• TASK TO COMPLETE
Within the records below, how many lines hold the word "SqlMapResult"? Only the number should be returned.

• Dataset entries
┄┄┄┄┄┄┄┄┄┄

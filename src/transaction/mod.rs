//! Units of work over one connection.
//!
//! A [`Transaction`] acquires its connection lazily, commits or rolls it back, and
//! releases it on close:
//!
//! ```text
//! Unopened -> Open -> (Committed | RolledBack)* -> Closed
//! ```
//!
//! - [`JdbcTransaction`]: drives commit and rollback on the connection itself
//! - [`ManagedTransaction`]: leaves the unit of work to an outer container

pub mod jdbc;
pub mod managed;

pub use jdbc::{JdbcTransaction, JdbcTransactionFactory};
pub use managed::{ManagedTransaction, ManagedTransactionFactory};

use crate::datasource::{Connection, DataSource, IsolationLevel};
use crate::error::SqlMapResult;
use crate::parsing::Properties;
use async_trait::async_trait;
use serde::Serialize;
use std::fmt;
use std::sync::Arc;
use std::time::Duration;

/// Lifecycle state of a transaction.
#[derive(Debug, Clone, Copy, PartialEq, Eq, Serialize)]
#[serde(rename_all = "snake_case")]
pub enum TransactionState {
    Unopened,
    Open,
    Committed,
    RolledBack,
    Closed,
}

impl fmt::Display for TransactionState {
    fn fmt(&self, f: &mut fmt::Formatter<'_>) -> fmt::Result {
        let s = match self {
            Self::Unopened => "unopened",
            Self::Open => "open",
            Self::Committed => "committed",
            Self::RolledBack => "rolled_back",
            Self::Closed => "closed",
        };
        f.write_str(s)
    }
}

#[async_trait]
pub trait Transaction: Send + fmt::Debug {
    /// Label used in logs.
    fn id(&self) -> &str;

    /// The connection, opened on first use.
    async fn connection(&mut self) -> SqlMapResult<&mut dyn Connection>;

    async fn commit(&mut self) -> SqlMapResult<()>;

    async fn rollback(&mut self) -> SqlMapResult<()>;

    /// Release the connection. Closing twice is a no-op.
    async fn close(&mut self) -> SqlMapResult<()>;

    /// Statement timeout imposed by the transaction, if any.
    fn timeout(&self) -> Option<Duration> {
        None
    }

    fn state(&self) -> TransactionState;
}

/// Creates transactions for an environment.
pub trait TransactionFactory: Send + Sync {
    fn set_properties(&mut self, _properties: &Properties) -> SqlMapResult<()> {
        Ok(())
    }

    /// Transaction that opens its connection from `data_source` on first use.
    fn new_transaction(
        &self,
        data_source: Option<Arc<dyn DataSource>>,
        level: Option<IsolationLevel>,
        auto_commit: bool,
    ) -> SqlMapResult<Box<dyn Transaction>>;

    /// Transaction over a connection the caller already holds.
    fn new_transaction_from_connection(
        &self,
        connection: Box<dyn Connection>,
    ) -> SqlMapResult<Box<dyn Transaction>>;
}

/// Generate a transaction label.
pub(crate) fn generate_transaction_id() -> String {
    format!("tx_{}", uuid::Uuid::new_v4().simple())
}

#[cfg(test)]
mod tests {
    use super::*;

    #[test]
    fn test_generate_transaction_id() {
        let id1 = generate_transaction_id();
        let id2 = generate_transaction_id();
        assert!(id1.starts_with("tx_"));
        assert_ne!(id1, id2);
    }

    #[test]
    fn test_state_display() {
        assert_eq!(TransactionState::RolledBack.to_string(), "rolled_back");
        assert_eq!(
            serde_json::to_string(&TransactionState::Unopened).unwrap(),
            "\"unopened\""
        );
    }
}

┄┄┄┄┄┄┄┄┄┄

• THE ANSWER
8